Copy the lines exactly. Begin at the first line of the data and stop after the line with "use crate::record::Record;".

Stored data
────────────────────────────────────────
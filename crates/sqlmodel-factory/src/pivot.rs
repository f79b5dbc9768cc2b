//! Pivot population for many-to-many relationships.
//!
//! A `PivotAssociator` is built once per relation and invoked once per
//! parent record. For each parent it decides how many related records to
//! link, samples that many distinct keys from the inserted-key catalog,
//! evaluates the extra pivot columns, and then either hands the links to a
//! [`PivotWriter`] or returns raw rows for a later bulk insert.
//!
//! Quantity policy:
//! - a fixed quantity always wins
//! - deterministic mode links every available key
//! - otherwise a uniform count in `0..=available`
//!
//! The two paths sample independently; calling both for the same parent
//! can link different keys.

use crate::attribute::{AttributeRow, Attributes, evaluate_all};
use crate::catalog::InsertedKeys;
use crate::config::ParentBuilder;
use crate::error::{Error, Result};
use crate::random::SeedRng;
use crate::record::Record;
use crate::relation::{PivotRelation, bare_column};
use crate::value::Value;
use crate::writer::{PivotAttachment, PivotWriter};

/// Join rows for one parent, ready to be buffered for a bulk insert.
///
/// The parent foreign key is deliberately absent from `rows`; the caller
/// stamps it in once the parent key is settled (see `PivotBatch`).
#[derive(Debug, Clone, PartialEq)]
pub struct PivotInsertRecords {
    /// Related model, which tells apart inverse polymorphic relations
    /// sharing one join table.
    pub related_model: String,
    /// Join table name.
    pub table: String,
    /// One row per sampled related key.
    pub rows: Vec<AttributeRow>,
    /// Bare join column the caller fills with the parent key.
    pub parent_key_column: String,
}

/// Populates one relation's join table, one parent at a time.
pub struct PivotAssociator<B, R> {
    relation: PivotRelation,
    builder: B,
    rng: R,
    related_model: String,
    guessed: Attributes,
    custom: Attributes,
    quantity: Option<usize>,
}

impl<B: ParentBuilder, R: SeedRng> PivotAssociator<B, R> {
    /// Create an associator for `relation`.
    ///
    /// `guessed` are the formatters inferred for the join table's columns.
    /// The relation's foreign key columns, and its morph type column when
    /// polymorphic, are dropped from them.
    pub fn new(relation: PivotRelation, builder: B, rng: R, guessed: Attributes) -> Self {
        let related_model = relation.related_model().to_string();
        let guessed = strip_reserved(&relation, guessed);
        Self {
            relation,
            builder,
            rng,
            related_model,
            guessed,
            custom: Attributes::new(),
            quantity: None,
        }
    }

    /// Link exactly `quantity` related records per parent.
    pub fn set_quantity(&mut self, quantity: usize) -> &mut Self {
        self.quantity = Some(quantity);
        self
    }

    #[must_use]
    pub fn with_quantity(mut self, quantity: usize) -> Self {
        self.set_quantity(quantity);
        self
    }

    /// Supply pivot columns that override guessed formatters.
    pub fn set_custom_attributes(&mut self, attributes: Attributes) -> &mut Self {
        self.custom = strip_reserved(&self.relation, attributes);
        self
    }

    #[must_use]
    pub fn with_custom_attributes(mut self, attributes: Attributes) -> Self {
        self.set_custom_attributes(attributes);
        self
    }

    pub fn quantity(&self) -> Option<usize> {
        self.quantity
    }

    pub fn relation(&self) -> &PivotRelation {
        &self.relation
    }

    pub fn related_model(&self) -> &str {
        &self.related_model
    }

    /// Guessed formatters merged with custom attributes; custom wins.
    pub fn extra_formatters(&self) -> Attributes {
        let mut merged = self.guessed.clone();
        merged.extend(
            self.custom
                .iter()
                .map(|(column, source)| (column.clone(), source.clone())),
        );
        merged
    }

    /// Link `parent` to a sample of related records through `writer`.
    ///
    /// The parent key is read from the relation's `parent_key` column, not
    /// from the record's own primary key setting. A parent of another model,
    /// or one with no value in that column, fails before anything is sampled.
    ///
    /// Returns the number of links handed to the writer.
    #[tracing::instrument(
        level = "debug",
        skip(self, parent, inserted, writer),
        fields(table = %self.relation.table(), related = %self.related_model)
    )]
    pub fn execute<W: PivotWriter>(
        &mut self,
        parent: &Record,
        inserted: &InsertedKeys,
        writer: &mut W,
    ) -> Result<usize> {
        self.check_parent_model(parent)?;
        let parent_key = self.parent_key_of(parent)?;
        let parent_key = self.relation.bind_parent(parent_key).clone();
        let related_keys = self.sample_related(inserted)?;

        let formatters = self.extra_formatters();
        let attachments = related_keys
            .into_iter()
            .map(|key| {
                let attributes = evaluate_all(&formatters, parent, inserted)?;
                Ok(PivotAttachment::new(key, attributes))
            })
            .collect::<Result<Vec<_>>>()?;

        tracing::trace!(
            parent = %parent_key,
            count = attachments.len(),
            "Attaching pivot rows"
        );
        writer.attach(&self.relation, &parent_key, &attachments)?;
        Ok(attachments.len())
    }

    /// Build join rows for `parent` without writing them.
    #[tracing::instrument(
        level = "debug",
        skip(self, parent, inserted),
        fields(table = %self.relation.table(), related = %self.related_model)
    )]
    pub fn insert_records(
        &mut self,
        parent: &Record,
        inserted: &InsertedKeys,
    ) -> Result<PivotInsertRecords> {
        self.check_parent_model(parent)?;
        let related_key_column = self.relation.related_pivot_key().to_string();
        let morph = self.relation.morph_info().map(|morph| {
            (
                bare_column(&morph.type_column).to_string(),
                Value::Text(morph.morph_class.clone()),
            )
        });

        let related_keys = self.sample_related(inserted)?;
        let formatters = self.extra_formatters();
        let rows = related_keys
            .into_iter()
            .map(|key| {
                let mut row = evaluate_all(&formatters, parent, inserted)?;
                row.insert(related_key_column.clone(), key);
                if let Some((column, class)) = &morph {
                    row.insert(column.clone(), class.clone());
                }
                Ok(row)
            })
            .collect::<Result<Vec<_>>>()?;

        Ok(PivotInsertRecords {
            related_model: self.related_model.clone(),
            table: self.relation.table().to_string(),
            rows,
            parent_key_column: self.relation.parent_pivot_key().to_string(),
        })
    }

    fn check_parent_model(&self, parent: &Record) -> Result<()> {
        if parent.model() == self.relation.parent_model() {
            return Ok(());
        }
        Err(Error::ParentModelMismatch {
            expected: self.relation.parent_model().to_string(),
            actual: parent.model().to_string(),
        })
    }

    /// Read the parent key from the column the relation names.
    fn parent_key_of(&self, parent: &Record) -> Result<Value> {
        let column = self.relation.parent_key();
        match parent.get(column) {
            Some(key) if !key.is_null() => Ok(key.clone()),
            _ => {
                tracing::warn!(
                    model = parent.model(),
                    column,
                    "Parent record has no primary key value"
                );
                Err(Error::MissingParentKey {
                    model: parent.model().to_string(),
                    column: column.to_string(),
                })
            }
        }
    }

    fn association_quantity(&mut self, available: usize) -> usize {
        let quantity = if let Some(fixed) = self.quantity {
            fixed
        } else if self.builder.is_deterministic() {
            available
        } else {
            self.rng.uniform_int(0, available)
        };
        tracing::debug!(
            quantity,
            available,
            fixed = self.quantity.is_some(),
            "Chose pivot quantity"
        );
        quantity
    }

    fn sample_related(&mut self, inserted: &InsertedKeys) -> Result<Vec<Value>> {
        let available = inserted.keys_for(&self.related_model)?;
        let quantity = self.association_quantity(available.len());

        if quantity > available.len() {
            tracing::warn!(
                model = %self.related_model,
                requested = quantity,
                available = available.len(),
                "Pivot quantity exceeds inserted keys"
            );
            return Err(Error::InsufficientKeys {
                model: self.related_model.clone(),
                requested: quantity,
                available: available.len(),
            });
        }
        if quantity == 0 {
            return Ok(Vec::new());
        }

        Ok(self
            .rng
            .sample_indices(available.len(), quantity)
            .into_iter()
            .map(|i| available[i].clone())
            .collect())
    }
}

fn strip_reserved(relation: &PivotRelation, mut attributes: Attributes) -> Attributes {
    let reserved = relation.reserved_columns();
    attributes.retain(|column, _| {
        let keep = !reserved.contains(&bare_column(column));
        if !keep {
            tracing::debug!(
                column = %column,
                table = relation.table(),
                "Dropping reserved pivot column"
            );
        }
        keep
    });
    attributes
}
────────────────────────────────────────
ANSWER FOR THE TASK:
filename crates/sqlmodel-factory/src/pivot.rs
repository f79b5dbc9768cc2b
//! Pivot population for many-to-many relationships.
//!
//! A `PivotAssociator` is built once per relation and invoked once per
//! parent record. For each parent it decides how many related records to
//! link, samples that many distinct keys from the inserted-key catalog,
//! evaluates the extra pivot columns, and then either hands the links to a
//! [`PivotWriter`] or returns raw rows for a later bulk insert.
//!
//! Quantity policy:
//! - a fixed quantity always wins
//! - deterministic mode links every available key
//! - otherwise a uniform count in `0..=available`
//!
//! The two paths sample independently; calling both for the same parent
//! can link different keys.

use crate::attribute::{AttributeRow, Attributes, evaluate_all};
use crate::catalog::InsertedKeys;
use crate::config::ParentBuilder;
use crate::error::{Error, Result};
use crate::random::SeedRng;
use crate::record::Record;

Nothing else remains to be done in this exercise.